Dataset excerpts
○ ○ ○ ○
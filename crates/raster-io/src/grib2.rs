//! GRIB2 source tiles.
//!
//! Hourly precipitation tiles are single-message GRIB2 files on a regular
//! lat/lon grid. Decoding is delegated to the `grib` crate; this module only
//! turns the first submessage into a north-up [`RasterGrid`].

use std::fs::File;
use std::io::BufReader;
use std::path::Path;

use precip_common::{CrsCode, GeoTransform, RasterGrid};
use tracing::debug;

use crate::error::{RasterIoError, Result};

/// Read the first field of a GRIB2 file as a north-up grid in EPSG:4326.
///
/// Missing values (bitmap-masked points) decode to NaN, which every
/// downstream operation treats as no-data.
pub fn read_grib2(path: &Path) -> Result<RasterGrid> {
    let file = File::open(path).map_err(|e| RasterIoError::open(path, e))?;
    let grib2 = grib::from_reader(BufReader::new(file))
        .map_err(|e| RasterIoError::grib2(path, e.to_string()))?;

    let (index, submessage) = grib2
        .iter()
        .next()
        .ok_or_else(|| RasterIoError::grib2(path, "file holds no GRIB2 message"))?;

    let (ni, nj) = submessage
        .grid_shape()
        .map_err(|e| RasterIoError::grib2(path, e.to_string()))?;
    let latlons: Vec<(f32, f32)> = submessage
        .latlons()
        .map_err(|e| RasterIoError::grib2(path, e.to_string()))?
        .collect();

    let decoder = grib::Grib2SubmessageDecoder::from(submessage)
        .map_err(|e| RasterIoError::grib2(path, e.to_string()))?;
    let values: Vec<f32> = decoder
        .dispatch()
        .map_err(|e| RasterIoError::grib2(path, e.to_string()))?
        .collect();

    debug!(
        path = %path.display(),
        message = ?index,
        ni,
        nj,
        "decoded GRIB2 field"
    );

    let grid = grid_from_scan(ni, nj, &latlons, values).map_err(|m| RasterIoError::grib2(path, m))?;
    Ok(grid)
}

/// Arrange scan-ordered values into a north-up grid.
///
/// `latlons` gives the `(lat, lon)` of every point in scan order, with the
/// i (longitude) index varying fastest.
pub(crate) fn grid_from_scan(
    ni: usize,
    nj: usize,
    latlons: &[(f32, f32)],
    mut values: Vec<f32>,
) -> std::result::Result<RasterGrid, String> {
    if ni < 2 || nj < 2 {
        return Err(format!("grid {}x{} is too small to georeference", ni, nj));
    }
    let n = ni * nj;
    if latlons.len() != n || values.len() < n {
        return Err(format!(
            "expected {} points, got {} coordinates and {} values",
            n,
            latlons.len(),
            values.len()
        ));
    }

    // A bitmap is padded to whole octets and the decoder yields one value per bit
    values.truncate(n);

    let (lat0, lon0) = to_degrees(latlons[0]);
    let (lat_i, lon_i) = to_degrees(latlons[ni - 1]);
    let (lat_j, lon_j) = to_degrees(latlons[ni * (nj - 1)]);

    if lat_i != lat0 || lon_j != lon0 {
        return Err("only i-consecutive regular lat/lon grids are supported".to_string());
    }

    let dx = (lon_i - lon0) / (ni - 1) as f64;
    let dy = (lat_j - lat0) / (nj - 1) as f64;
    if dx == 0.0 || dy == 0.0 {
        return Err("degenerate grid spacing".to_string());
    }

    let flip_rows = dy > 0.0;
    let flip_cols = dx < 0.0;
    let mut data = Vec::with_capacity(n);
    for row in 0..nj {
        let src_row = if flip_rows { nj - 1 - row } else { row };
        for col in 0..ni {
            let src_col = if flip_cols { ni - 1 - col } else { col };
            data.push(values[src_row * ni + src_col]);
        }
    }

    let west = normalize_lon(lon0.min(lon_i));
    let north = lat0.max(lat_j);
    let (pw, ph) = (dx.abs(), dy.abs());
    let transform = GeoTransform::north_up(west - pw / 2.0, north + ph / 2.0, pw, ph);

    RasterGrid::new(ni, nj, data, transform, CrsCode::Epsg4326, None).map_err(|e| e.to_string())
}

/// Coordinates arrive as f32; snap to 1e-5° to drop the rounding noise.
fn to_degrees((lat, lon): (f32, f32)) -> (f64, f64) {
    let snap = |v: f32| (v as f64 * 1e5).round() / 1e5;
    (snap(lat), snap(lon))
}

fn normalize_lon(lon: f64) -> f64 {
    if lon > 180.0 {
        lon - 360.0
    } else {
        lon
    }
}

#[cfg(test)]
mod tests {
    use super::*;

    fn scan(ni: usize, nj: usize, lat0: f32, lon0: f32, dlat: f32, dlon: f32) -> Vec<(f32, f32)> {
        let mut pts = Vec::with_capacity(ni * nj);
        for j in 0..nj {
            for i in 0..ni {
                pts.push((lat0 + j as f32 * dlat, lon0 + i as f32 * dlon));
            }
        }
        pts
    }

    #[test]
    fn test_north_to_south_scan_is_kept() {
        let pts = scan(3, 2, -20.0, 310.0, -0.5, 0.5);
        let values = vec![1.0, 2.0, 3.0, 4.0, 5.0, 6.0];
        let grid = grid_from_scan(3, 2, &pts, values.clone()).unwrap();

        assert_eq!(grid.data(), values.as_slice());
        let t = grid.transform();
        assert!((t.origin_x - (-50.25)).abs() < 1e-9);
        assert!((t.origin_y - (-19.75)).abs() < 1e-9);
        assert_eq!(t.pixel_size(), (0.5, 0.5));
        assert_eq!(grid.crs(), CrsCode::Epsg4326);
    }

    #[test]
    fn test_south_to_north_scan_is_flipped() {
        let pts = scan(2, 3, -21.0, -50.0, 0.5, 0.5);
        let values = vec![1.0, 2.0, 3.0, 4.0, 5.0, 6.0];
        let grid = grid_from_scan(2, 3, &pts, values).unwrap();

        // Top row is the northernmost scan line
        assert_eq!(grid.data(), &[5.0, 6.0, 3.0, 4.0, 1.0, 2.0]);
        assert!((grid.transform().origin_y - (-19.75)).abs() < 1e-9);
    }

    #[test]
    fn test_point_count_mismatch() {
        let pts = scan(2, 2, 0.0, 0.0, -1.0, 1.0);
        assert!(grid_from_scan(2, 2, &pts, vec![0.0; 3]).is_err());
    }

    #[test]
    fn test_bitmap_padding_is_dropped() {
        let pts = scan(2, 2, 0.0, 0.0, -1.0, 1.0);
        let mut values = vec![1.0, f32::NAN, 3.0, 4.0];
        values.extend([f32::NAN; 4]);
        let grid = grid_from_scan(2, 2, &pts, values).unwrap();
        assert_eq!(grid.data().len(), 4);
        assert_eq!(grid.valid_count(), 3);
        assert_eq!(grid.data()[3], 4.0);
    }

    #[test]
    fn test_single_column_rejected() {
        let pts = scan(1, 4, 0.0, 0.0, -1.0, 1.0);
        assert!(grid_from_scan(1, 4, &pts, vec![0.0; 4]).is_err());
    }
}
○ ○ ○ ○
INSTRUCTIONS TO FOLLOW: A single figure is required: the number of lines in the data above in which the word "points" appears.

WRITTEN ANSWER: 2